When you’re considering parole, there’s a lot of factors come into play. Kite’s never admitted officially to committing the offenses. You I’d like to think that that would be held against him, and I’d like to think that would stop him from being released, but we know that the authorities are under pressure to release people.
It remains a real concern to me that um Kite could be eligible for parole. I will be the last person to advocate locking everyone up and throwing away the key. I really have dubious thoughts about the value of prison in many cases. But in the case of someone who presents such a danger to the public, I think then the risk remains and for him to come out having served maybe 27 years at the age he will be um I think there’s still a high level of risk and let me put it blunt.
I wouldn’t want to be on the pole board and make that decision to release a serial killer. After his trial, Leicester police revealed that Kite was potentially implicated in several other unsolved murders going back to the 1980s. These were reinvestigated under Operation Enigma. At the time we restarted the inquiry, Enigma was still gathering its evidence.
It looked at well over 200 murders all around the country. And we talked about the difficulty of forensics with abandoned abducted bodies. And there was never anything that forensically linked any of the enigma offenses to either kite or to Turner and Paul. But what we do know is that um kite certainly was local to many of the offenses when they took place.
There were times kite was traveling around the country when there were offenses which still remain undetected to this day. [Music] I think Alan Kite, Alan Kite’s a um an interesting individual. Um I don’t think he’s ever confronted offending. I don’t think he’s ever come to terms with the fact um that he’s a serial killer, that he hates women.
Um, and I think there was something about the whole relationship which was very much uh brut brutality and power and and and dominance and and obviously within it hatred. [Music] For all those involved across the seven years it took to bring Kite to justice, the case has stayed with them. To think that you can be so cold as to deal with a murder investigation and then at the end of it once the the case has gone through the crown court that that’s it onto the next.

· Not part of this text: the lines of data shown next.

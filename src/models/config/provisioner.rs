use serde::Deserialize;
use std::path::PathBuf;
use std::time::Duration;

/// Configuration for the external provisioning scripts.
///
/// This section is loaded from `[provisioner]` in `config.toml`.
#[derive(Debug, Clone, Deserialize)]
#[serde(default)]
pub struct ProvisionerConfig {
    /// Directory holding create_env.sh, delete_env.sh and check_env.sh.
    pub scripts_dir: PathBuf,
    /// Upper bound on a create invocation. Real provisioning is slow.
    #[serde(with = "humantime_serde")]
    pub create_timeout: Duration,
    /// Upper bound on a delete invocation.
    #[serde(with = "humantime_serde")]
    pub delete_timeout: Duration,
    /// Upper bound on a deep status check.
    #[serde(with = "humantime_serde")]
    pub check_timeout: Duration,
}

impl Default for ProvisionerConfig {
    fn default() -> Self {
        Self {
            scripts_dir: PathBuf::from("scripts"),
            create_timeout: Duration::from_secs(30 * 60),
            delete_timeout: Duration::from_secs(10 * 60),
            check_timeout: Duration::from_secs(60),
        }
    }
}
mod router;
pub mod server;
pub mod tracing;

use crate::config;
use crate::error::AnalyzerError;

pub use router::main_router;

/// Application entry point. Initializes tracing, configuration, and starts the server.
pub async fn run() -> Result<(), AnalyzerError> {
    // Handle healthcheck subcommand (for Docker healthcheck in distroless image)
    if std::env::args().nth(1).as_deref() == Some("healthcheck") {
        match crate::healthcheck().await {
            Ok(()) => std::process::exit(0),
            Err(e) => {
                eprintln!("{e}");
                std::process::exit(1)
            }
        }
    }

    tracing::init_tracing();

    let settings = config::get_configuration()?;
    ::tracing::info!("Loaded settings");

    server::serve(main_router(), &settings).await
}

Everyone must take a scar off the investigation and the murder inquiry. When you go back to the station then obviously that that’s when it starts hitting you the enormity of what you have just dealt with. Um, invariably what we tended to do is uh we would then go down to the uh the bar and have a few drinks because really just to talk about it is the best way we found of actually getting out of your system.
It was a great great result. A lot of work and brilliant to to get a result like that. I think the biggest frustration with it is we’d like to have investigated the rest of them. It’s one of the most serious cases and one of the most challenging cases that I’ve been involved in. It’s not really usual thing to deal with a suspect who you class as a serial killer.
We’re now some 25 years on from offenses. It’s generational. It’s a lifetime on. He’s been in prison for 22 years at least. And I would make the obvious appeal to him to deal with his offending and come forward. And I’d actually say to him, tell us exactly what happened with Tracy and Samo. Um, he will have his story to tell.
Something obviously clicked in his brain that led to the murders. And then I’d be saying, “We need to deal with other offending.” Uh, because that needs to be concluded. When that’s concluded, only then can you move forward. Wow.